For over a dozen years, Dr. Claudia Emami (B.S. ’01, MPH ’10, ’24) served as a pediatric surgeon, first in Montreal and then in private practice in Los Angeles. She also spent time in Las Vegas as an assistant professor of pediatric surgery at UNLV and conducted medical research.
Then, Emami decided, it was time for a change. But that required revisiting some familiar territory.
Emami returned to UCLA, her undergraduate alma mater, where she had also earned her Master of Public Health. But now she would pursue an executive MBA at UCLA Anderson, with an eye to shifting her career from practicing medicine full time to managing hospital administration.
“I think the vision of the Easton Center is fantastic. There is so much changing and growing in healthcare because of what AI can do and provide. Anderson could be the premier school for teaching artificial intelligence and healthcare.”
“I practiced intensely for over 10 years. I was in a two-person private practice and we covered multiple hospitals in the greater L.A. area. For me, personally, it reached a point where there was really no growth opportunity. In the world of surgery, at the end of the day, you’re doing the same thing over and over again,” Emami says. “That led me down a path thinking, ‘OK, what if I wanted a second career, what would it look like, what are the resources required, what do I need to do?’
“I’d always thought about going to business school and learning about operations and finance and the other things that go into managing a business, and I was especially interested in large systems. So, enrolling at Anderson made sense,” Emami says. At the same time that Anderson is expanding its healthcare business curriculum, somewhat ironically, Emami appreciated the fact that her coursework wasn’t healthcare-specific. She already had that background and preferred to broaden her knowledge in other managerial areas. “I wanted to learn business, I wanted to learn entrepreneurship,” she says. “If you go back to school later in life, you want to expand your brain and do things you never did before.”
Upon completing her degree at Anderson in 2024, Emami became associate chief medical officer for HCA Healthcare’s South Atlantic division in Savannah, Georgia. Founded in 1968 and headquartered in Nashville, Tennessee, HCA Healthcare Inc. operates a large network of 190 hospitals and approximately 2,400 ambulatory sites of care across 20 states in the U.S. and the United Kingdom. Most recently, Emami became associate chief medical officer at Memorial Health, which includes Memorial Health University Medical Center, part of HCA’s Southern Atlantic division.
Emami devoted her Anderson studies to two specialties, tech management and corporate governance. Her capstone project pitched a startup. Now, as CMO, she’s able to put these varied interests into practice.

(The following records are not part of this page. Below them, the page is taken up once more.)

//! Anisotropic edge pricing.
//!
//! Every function here prices a single candidate edge given the previous
//! point (for curvature), the current point and the candidate endpoint.
//! `None` means the edge is illegal under the profile; `Some(cost)` is a
//! finite, non-negative cost in world units plus penalty terms.

use crate::profile::PriorityProfile;
use crate::terrain::{GridPos, TerrainOracle};

/// Interior samples taken along each candidate edge
pub const EDGE_SAMPLES: usize = 10;

/// Overburden below which a sample does not count as underground, in world
/// units. Filters out grazing cut-and-cover noise near tunnel portals.
pub const MIN_TUNNEL_DEPTH: f32 = 0.5;

/// Tolerance when comparing a path elevation against the ground
const ELEVATION_EPSILON: f32 = 1e-3;

/// A lattice position with the path elevation the route holds there
#[derive(Debug, Clone, Copy, PartialEq)]
pub struct EdgePoint {
    pub position: GridPos,
    pub elevation: f32,
}

impl EdgePoint {
    pub fn new(position: GridPos, elevation: f32) -> Self {
        Self {
            position,
            elevation,
        }
    }
}

fn lerp(a: f32, b: f32, t: f32) -> f32 {
    a + (b - a) * t
}

/// Float grid coordinates of the point at parameter `t` along the edge
fn sample_position(from: GridPos, to: GridPos, t: f32) -> (f32, f32) {
    (
        lerp(from.x as f32, to.x as f32, t),
        lerp(from.z as f32, to.z as f32, t),
    )
}

fn finite(cost: f32) -> Option<f32> {
    cost.is_finite().then_some(cost)
}

/// Grade penalty for the segment `from -> to`, normalized by the profile
/// limit. Rejects segments at or above the slope limit, and zero-length
/// segments outright (their grade is undefined).
pub fn slope_cost(
    from: EdgePoint,
    to: EdgePoint,
    cell_size: f32,
    profile: &PriorityProfile,
) -> Option<f32> {
    let flat = from.position.distance_cells(&to.position) * cell_size;
    if flat <= f32::EPSILON {
        return None;
    }
    let degrees = (to.elevation - from.elevation).abs().atan2(flat).to_degrees();
    let limit = profile.max_slope_degrees.get();
    if !degrees.is_finite() || degrees >= limit {
        return None;
    }
    Some(degrees / limit)
}

/// Curvature penalty for turning at `current` from the incoming direction
/// `prev -> current` onto `current -> candidate`, measured in the horizontal
/// plane. A route root has no incoming direction and turns for free.
pub fn turn_cost(
    prev: Option<EdgePoint>,
    current: EdgePoint,
    candidate: EdgePoint,
    profile: &PriorityProfile,
) -> Option<f32> {
    let Some(prev) = prev else {
        return Some(0.0);
    };

    let in_x = (current.position.x - prev.position.x) as f32;
    let in_z = (current.position.z - prev.position.z) as f32;
    let out_x = (candidate.position.x - current.position.x) as f32;
    let out_z = (candidate.position.z - current.position.z) as f32;
    if (in_x == 0.0 && in_z == 0.0) || (out_x == 0.0 && out_z == 0.0) {
        return None;
    }

    let dot = in_x * out_x + in_z * out_z;
    let cross = in_x * out_z - in_z * out_x;
    let degrees = cross.abs().atan2(dot).to_degrees();
    if !degrees.is_finite() || degrees > profile.max_turn_degrees.get() {
        return None;
    }
    Some(degrees / 180.0)
}

/// Price a surface edge. The route follows the ground, so the cost is the
/// terrain-following arc length plus slope and turn penalties. Illegal when
/// any sample is over water, when the candidate endpoint would sit below
/// ground, or when a penalty term rejects.
pub fn surface_cost(
    oracle: &impl TerrainOracle,
    prev: Option<EdgePoint>,
    current: EdgePoint,
    candidate: EdgePoint,
    profile: &PriorityProfile,
) -> Option<f32> {
    let ground = oracle.elevation_at(candidate.position.x as f32, candidate.position.z as f32)?;
    if candidate.elevation < ground - ELEVATION_EPSILON {
        return None;
    }

    let cell = oracle.cell_size();
    let slope = slope_cost(current, candidate, cell, profile)?;
    let turn = turn_cost(prev, current, candidate, profile)?;

    let flat_step = current.position.distance_cells(&candidate.position) * cell
        / EDGE_SAMPLES as f32;
    let mut length = 0.0;
    let mut previous_height = current.elevation;
    for i in 1..=EDGE_SAMPLES {
        let t = i as f32 / EDGE_SAMPLES as f32;
        let (sx, sz) = sample_position(current.position, candidate.position, t);
        if oracle.is_over_water(sx, sz) {
            return None;
        }
        let height = oracle.elevation_at(sx, sz)?;
        let rise = height - previous_height;
        length += (flat_step * flat_step + rise * rise).sqrt();
        previous_height = height;
    }

    finite(length + slope + turn)
}

/// Price a tunnel edge. The route runs straight from the current elevation
/// to the candidate elevation; enough of it must sit below ground, and the
/// cost integrates the overburden above the bore.
pub fn tunnel_cost(
    oracle: &impl TerrainOracle,
    prev: Option<EdgePoint>,
    current: EdgePoint,
    candidate: EdgePoint,
    profile: &PriorityProfile,
) -> Option<f32> {
    let cell = oracle.cell_size();
    let slope = slope_cost(current, candidate, cell, profile)?;
    let turn = turn_cost(prev, current, candidate, profile)?;

    let mut depth_total = 0.0;
    let mut underground = 0;
    for i in 1..=EDGE_SAMPLES {
        let t = i as f32 / EDGE_SAMPLES as f32;
        let (sx, sz) = sample_position(current.position, candidate.position, t);
        let ground = oracle.elevation_at(sx, sz)?;
        let bore = lerp(current.elevation, candidate.elevation, t);
        let depth = ground - bore;
        if depth > MIN_TUNNEL_DEPTH {
            underground += 1;
            depth_total += depth;
        }
    }

    let fraction = underground as f32 / EDGE_SAMPLES as f32;
    if fraction < profile.tunnel_depth_cutoff {
        return None;
    }

    finite(depth_total * profile.tunnel_cost_scale.get() + slope + turn)
}

/// Price a bridge edge. Every interior sample must be over water; the
/// candidate endpoint itself may be dry land, so a single span can land on
/// the far shore. The water fraction over all samples scales the deck cost.
pub fn bridge_cost(
    oracle: &impl TerrainOracle,
    prev: Option<EdgePoint>,
    current: EdgePoint,
    candidate: EdgePoint,
    profile: &PriorityProfile,
) -> Option<f32> {
    let cell = oracle.cell_size();
    let slope = slope_cost(current, candidate, cell, profile)?;
    let turn = turn_cost(prev, current, candidate, profile)?;

    let mut wet = 0;
    for i in 1..=EDGE_SAMPLES {
        let t = i as f32 / EDGE_SAMPLES as f32;
        let (sx, sz) = sample_position(current.position, candidate.position, t);
        if !oracle.in_bounds(sx, sz) {
            return None;
        }
        if oracle.is_over_water(sx, sz) {
            wet += 1;
        } else if i < EDGE_SAMPLES {
            return None;
        }
    }

    let fraction = wet as f32 / EDGE_SAMPLES as f32;
    finite((1.0 + 10.0 * fraction) * profile.bridge_cost_scale.get() + slope + turn)
}

/// Whether a route may pass through `joint` between the optional incoming
/// point and the outgoing point. Used when splicing chains together at a
/// goal endpoint or a frontier meeting cell, where the joint never priced a
/// real edge.
pub fn joint_legal(
    profile: &PriorityProfile,
    cell_size: f32,
    prev: Option<EdgePoint>,
    joint: EdgePoint,
    next: EdgePoint,
) -> bool {
    if let Some(prev) = prev {
        if slope_cost(prev, joint, cell_size, profile).is_none() {
            return false;
        }
    }
    slope_cost(joint, next, cell_size, profile).is_some()
        && turn_cost(prev, joint, next, profile).is_some()
}

#[cfg(test)]
mod tests {
    use super::*;
    use crate::map::TerrainData;
    use crate::profile::ProfileSet;

    fn test_profile() -> PriorityProfile {
        let mut profile = ProfileSet::default().profiles.remove(2);
        profile.max_slope_degrees = crate::profile::SlopeLimitDeg::new(30.0);
        profile.max_turn_degrees = crate::profile::TurnLimitDeg::new(90.0);
        profile
    }

    fn point(x: i32, z: i32, elevation: f32) -> EdgePoint {
        EdgePoint::new(GridPos::new(x, z), elevation)
    }

    #[test]
    fn test_slope_cost_normalized_by_limit() {
        let profile = test_profile();
        // 10 cells flat, no rise
        let flat = slope_cost(point(0, 0, 0.0), point(10, 0, 0.0), 1.0, &profile);
        assert_eq!(flat, Some(0.0));

        // 15 degree grade against a 30 degree limit
        let rise = 10.0 * 15.0f32.to_radians().tan();
        let graded = slope_cost(point(0, 0, 0.0), point(10, 0, rise), 1.0, &profile);
        assert!((graded.unwrap() - 0.5).abs() < 1e-4);
    }

    #[test]
    fn test_slope_cost_rejects_at_limit() {
        let profile = test_profile();
        let rise = 10.0 * 30.0f32.to_radians().tan();
        assert_eq!(
            slope_cost(point(0, 0, 0.0), point(10, 0, rise + 0.1), 1.0, &profile),
            None
        );
    }

    #[test]
    fn test_slope_cost_rejects_zero_length() {
        let profile = test_profile();
        assert_eq!(slope_cost(point(3, 3, 0.0), point(3, 3, 5.0), 1.0, &profile), None);
    }

    #[test]
    fn test_turn_cost_straight_and_right_angle() {
        let profile = test_profile();
        let straight = turn_cost(
            Some(point(0, 0, 0.0)),
            point(5, 0, 0.0),
            point(10, 0, 0.0),
            &profile,
        );
        assert_eq!(straight, Some(0.0));

        let right = turn_cost(
            Some(point(0, 0, 0.0)),
            point(5, 0, 0.0),
            point(5, 5, 0.0),
            &profile,
        );
        assert!((right.unwrap() - 0.5).abs() < 1e-4);
    }

    #[test]
    fn test_turn_cost_rejects_over_limit() {
        let profile = test_profile();
        // Reversal: 180 degrees against a 90 degree limit
        assert_eq!(
            turn_cost(
                Some(point(0, 0, 0.0)),
                point(5, 0, 0.0),
                point(0, 0, 0.0),
                &profile
            ),
            None
        );
    }

    #[test]
    fn test_turn_cost_free_at_route_root() {
        let profile = test_profile();
        assert_eq!(
            turn_cost(None, point(5, 0, 0.0), point(0, 0, 0.0), &profile),
            Some(0.0)
        );
    }

    #[test]
    fn test_surface_cost_on_flat_terrain_is_length() {
        let terrain = TerrainData::create_flat(32, 32, 1.0, 0.0).unwrap();
        let profile = test_profile();
        let cost = surface_cost(&terrain, None, point(5, 5, 0.0), point(15, 5, 0.0), &profile);
        assert!((cost.unwrap() - 10.0).abs() < 1e-3);
    }

    #[test]
    fn test_surface_cost_rejects_water() {
        let mut terrain = TerrainData::create_flat(32, 32, 1.0, 0.0).unwrap();
        terrain.flood_rect(10, 0, 10, 31);
        let profile = test_profile();
        assert_eq!(
            surface_cost(&terrain, None, point(5, 5, 0.0), point(15, 5, 0.0), &profile),
            None
        );
    }

    #[test]
    fn test_surface_cost_rejects_below_ground() {
        let terrain = TerrainData::create_flat(32, 32, 1.0, 5.0).unwrap();
        let profile = test_profile();
        assert_eq!(
            surface_cost(&terrain, None, point(5, 5, 5.0), point(15, 5, 1.0), &profile),
            None
        );
    }

    #[test]
    fn test_surface_cost_rejects_out_of_bounds() {
        let terrain = TerrainData::create_flat(16, 16, 1.0, 0.0).unwrap();
        let profile = test_profile();
        assert_eq!(
            surface_cost(&terrain, None, point(10, 5, 0.0), point(20, 5, 0.0), &profile),
            None
        );
    }

    #[test]
    fn test_tunnel_cost_requires_depth_fraction() {
        // Ridge across x in [8, 16], 40 units tall
        let mut terrain = TerrainData::create_flat(32, 32, 1.0, 0.0).unwrap();
        terrain.raise_rect(8, 0, 16, 31, 40.0);
        let mut profile = test_profile();
        profile.tunnels_enabled = true;
        profile.tunnel_depth_cutoff = 0.6;

        // Bore from the flat apron straight through the ridge
        let through = tunnel_cost(&terrain, None, point(6, 5, 0.0), point(17, 5, 0.0), &profile);
        assert!(through.is_some());
        assert!(through.unwrap() > 0.0);

        // A bore over open ground never reaches the cutoff
        let open = tunnel_cost(&terrain, None, point(20, 5, 0.0), point(30, 5, 0.0), &profile);
        assert_eq!(open, None);
    }

    #[test]
    fn test_tunnel_cost_scales_with_overburden() {
        let mut terrain = TerrainData::create_flat(32, 32, 1.0, 0.0).unwrap();
        terrain.raise_rect(0, 0, 31, 31, 10.0);
        let mut profile = test_profile();
        profile.tunnel_depth_cutoff = 0.6;
        profile.tunnel_cost_scale = crate::profile::CostScale::new(1.0);

        // Level bore 10 units down: every sample has depth 10
        let cost = tunnel_cost(&terrain, None, point(5, 5, 0.0), point(15, 5, 0.0), &profile);
        assert!((cost.unwrap() - 100.0).abs() < 1e-2);
    }

    #[test]
    fn test_bridge_cost_spans_water_to_far_shore() {
        // Water band x in [10, 18]
        let mut terrain = TerrainData::create_flat(32, 32, 1.0, 0.0).unwrap();
        terrain.flood_rect(10, 0, 18, 31);
        let mut profile = test_profile();
        profile.bridges_enabled = true;
        profile.bridge_cost_scale = crate::profile::CostScale::new(1.0);

        // 9 of 10 samples wet, the landing endpoint is dry
        let cost = bridge_cost(&terrain, None, point(9, 5, 0.0), point(19, 5, 0.0), &profile);
        assert!((cost.unwrap() - (1.0 + 10.0 * 0.9)).abs() < 1e-3);
    }

    #[test]
    fn test_bridge_cost_rejects_dry_interior() {
        let mut terrain = TerrainData::create_flat(32, 32, 1.0, 0.0).unwrap();
        terrain.flood_rect(10, 0, 12, 31);
        let profile = test_profile();
        // Samples beyond x=12 are dry land mid-span
        assert_eq!(
            bridge_cost(&terrain, None, point(9, 5, 0.0), point(25, 5, 0.0), &profile),
            None
        );
    }

    #[test]
    fn test_joint_legal_checks_both_segments_and_turn() {
        let terrain = TerrainData::create_flat(32, 32, 1.0, 0.0).unwrap();
        let profile = test_profile();
        let cell = terrain.cell_size();

        assert!(joint_legal(
            &profile,
            cell,
            Some(point(0, 0, 0.0)),
            point(5, 0, 0.0),
            point(10, 0, 0.0)
        ));
        // Reversal at the joint violates the turn limit
        assert!(!joint_legal(
            &profile,
            cell,
            Some(point(0, 0, 0.0)),
            point(5, 0, 0.0),
            point(1, 0, 0.0)
        ));
        // A cliff on the outgoing segment violates the slope limit
        assert!(!joint_legal(
            &profile,
            cell,
            None,
            point(5, 0, 0.0),
            point(6, 0, 50.0)
        ));
    }
}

First and foremost, Emami says, her focus is on the quality agenda of the hospital. It includes a myriad financial implications of the Centers for Medicare and Medicaid Services’ reimbursement metrics associated with medical care. The CMO, along with the medical staff, seeks to provide high-quality service that these metrics benchmark, allowing for comparisons between hospitals. Emami is also responsible for Memorial’s regulatory and compliance efforts. She works with the hospital CEO on physician relationships and with the other C-suite administrators on their specific agendas.

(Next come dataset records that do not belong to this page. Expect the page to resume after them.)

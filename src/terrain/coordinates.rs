use crate::map::TerrainData;
use serde::{Deserialize, Serialize};

/// Quantized lattice position. The search operates on integer grid cells;
/// elevation is derived separately.
#[derive(Debug, Clone, Copy, PartialEq, Eq, Hash, Serialize, Deserialize)]
pub struct GridPos {
    pub x: i32,
    pub z: i32,
}

impl GridPos {
    pub fn new(x: i32, z: i32) -> Self {
        Self { x, z }
    }

    /// Translate by an integer offset
    pub fn offset(&self, dx: i32, dz: i32) -> Self {
        Self {
            x: self.x + dx,
            z: self.z + dz,
        }
    }

    /// Euclidean distance in grid cells
    pub fn distance_cells(&self, other: &GridPos) -> f32 {
        let dx = (self.x - other.x) as f32;
        let dz = (self.z - other.z) as f32;
        (dx * dx + dz * dz).sqrt()
    }

    /// Euclidean distance in world units
    pub fn distance_world(&self, other: &GridPos, terrain: &TerrainData) -> f32 {
        self.distance_cells(other) * terrain.scale
    }

    /// Convert to centered world-plane coordinates (x, z)
    pub fn to_world_xz(&self, terrain: &TerrainData) -> (f32, f32) {
        grid_to_world(terrain, self.x as f32, self.z as f32)
    }
}

/// Convert world coordinates to grid coordinates, accounting for terrain centering
pub fn world_to_grid(terrain: &TerrainData, world_x: f32, world_z: f32) -> (f32, f32) {
    let terrain_width = terrain.width as f32 * terrain.scale;
    let terrain_height = terrain.height as f32 * terrain.scale;
    let center_x_offset = terrain_width / 2.0;
    let center_z_offset = terrain_height / 2.0;

    let grid_x = (world_x + center_x_offset) / terrain.scale;
    let grid_z = (world_z + center_z_offset) / terrain.scale;
    (grid_x, grid_z)
}

/// Convert grid coordinates to world coordinates, accounting for terrain centering
pub fn grid_to_world(terrain: &TerrainData, grid_x: f32, grid_z: f32) -> (f32, f32) {
    let terrain_width = terrain.width as f32 * terrain.scale;
    let terrain_height = terrain.height as f32 * terrain.scale;
    let center_x_offset = terrain_width / 2.0;
    let center_z_offset = terrain_height / 2.0;

    let world_x = grid_x * terrain.scale - center_x_offset;
    let world_z = grid_z * terrain.scale - center_z_offset;
    (world_x, world_z)
}

/// Check if float grid coordinates are within terrain bounds
pub fn is_valid_grid(terrain: &TerrainData, grid_x: f32, grid_z: f32) -> bool {
    grid_x >= 0.0
        && grid_z >= 0.0
        && grid_x < terrain.width as f32
        && grid_z < terrain.height as f32
}

/// Get interpolated elevation at float grid coordinates using bilinear
/// interpolation. Positions exactly on the last row/column are supported by
/// clamping the far interpolation corner.
pub fn sample_height(terrain: &TerrainData, grid_x: f32, grid_z: f32) -> Option<f32> {
    if grid_x < 0.0
        || grid_z < 0.0
        || grid_x > (terrain.width - 1) as f32
        || grid_z > (terrain.height - 1) as f32
    {
        return None;
    }

    let x0 = grid_x.floor() as u32;
    let z0 = grid_z.floor() as u32;
    let x1 = (x0 + 1).min(terrain.width - 1);
    let z1 = (z0 + 1).min(terrain.height - 1);

    let fx = grid_x.fract();
    let fz = grid_z.fract();

    let h00 = terrain.height_at_grid(x0, z0)?;
    let h10 = terrain.height_at_grid(x1, z0)?;
    let h01 = terrain.height_at_grid(x0, z1)?;
    let h11 = terrain.height_at_grid(x1, z1)?;

    let h0 = h00 * (1.0 - fx) + h10 * fx;
    let h1 = h01 * (1.0 - fx) + h11 * fx;

    Some(h0 * (1.0 - fz) + h1 * fz)
}

/// Get the water flag at float grid coordinates (nearest cell)
pub fn sample_water(terrain: &TerrainData, grid_x: f32, grid_z: f32) -> bool {
    if !is_valid_grid(terrain, grid_x, grid_z) {
        return false;
    }
    let x = grid_x.round() as u32;
    let z = grid_z.round() as u32;
    terrain.water_at_grid(x, z).unwrap_or(false)
}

Emami’s pivot to administration meant discontinuing practicing medicine, though she says, “I’m never going to stop being a surgeon or a doctor, but my responsibilities are a lot different now as opposed to when I had clinical responsibilities and I was primarily focused on my patients.” According to Emami, there are hybrid versions of administrative and clinical work, but she believes that if she weren’t fully committed, she wouldn’t be as good an administrator. She says being CMO is akin to having two boats, with one foot in each. This means connecting and communicating with the physicians and the executives overseeing administrative functions that include finance, human resources, IT and marketing. In some ways, it’s not unlike serving as leader of an academic institution like Anderson, where the dean works with faculty on teaching and research while also managing the school’s administrative side. “I work for a Fortune 500 corporation, which owns the hospital, hires the C-suite and manages the hospital. It’s very matrixed and hierarchical,” Emami says.
“What I learned at Anderson is truly useful,” Emami says. “I don’t necessarily run finances, but I understand them and appreciate other facets of what goes into managing a big hospital. I learned to manage different aspects of the hospital as well, like the supply chain piece.”
Emami’s relationship to UCLA Anderson remains ongoing, as she is a board member of the school’s Easton Technology Management Center. She credits Easton’s faculty director, Terry Kramer, with bringing her on board. Kramer, not incidentally, is one of her favorite professors.
“Terry’s fantastic, one of a kind,” says Emami. “It’s just the way he teaches, the way he engages the expectations, the accountability, and what you get from him. He has high expectations and pushes his students to also take the work seriously.
“I think the vision of the Easton Center is fantastic,” Emami says. “I know that the board is trying to support the overall mission of the school by getting more engaged in healthcare. Right now, there is so much changing and growing in healthcare because of AI and what AI can do and provide. It’s fantastic to tag along and assist in that pivot for the Easton Center because Anderson could be the premier school for teaching artificial intelligence and healthcare.”